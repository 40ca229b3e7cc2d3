//! Distance command implementation

use crate::cli::DistanceArgs;
use crate::errors;
use crate::output::OutputWriter;
use crate::output_types::DistanceOutput;
use anyhow::Result;
use fairtrack_core::config::LayeredConfig;
use fairtrack_core::models::Coordinates;
use fairtrack_geo::{distance_meters, parse_coordinates};

pub fn execute(args: DistanceArgs, config: &LayeredConfig, output: &OutputWriter) -> Result<()> {
    let from = parse_point(&args.from)?;
    let to = parse_point(&args.to)?;
    let radius_m = config.proximity_radius_m.value;

    let distance_m = distance_meters(&from, &to);
    let within_radius = distance_m <= radius_m;

    if output.is_json() {
        output.result(DistanceOutput { from, to, distance_m, radius_m, within_radius })?;
    } else {
        output.section("Distance");
        output.kv("From", from);
        output.kv("To", to);
        output.kv("Distance", format!("{:.1} m", distance_m));
        output.kv(
            "Within radius",
            format!("{} ({} m)", if within_radius { "yes" } else { "no" }, radius_m),
        );
    }

    Ok(())
}

pub(super) fn parse_point(raw: &str) -> Result<Coordinates> {
    parse_coordinates(raw).map_err(|e| errors::invalid_coordinates(raw, e).into())
}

» **The problem**: Return, exactly as written, the "pub(super) fn parse_point(raw: &str)" line and each line after it through the end of the listing above.

» **Written solution**:
pub(super) fn parse_point(raw: &str) -> Result<Coordinates> {
    parse_coordinates(raw).map_err(|e| errors::invalid_coordinates(raw, e).into())
}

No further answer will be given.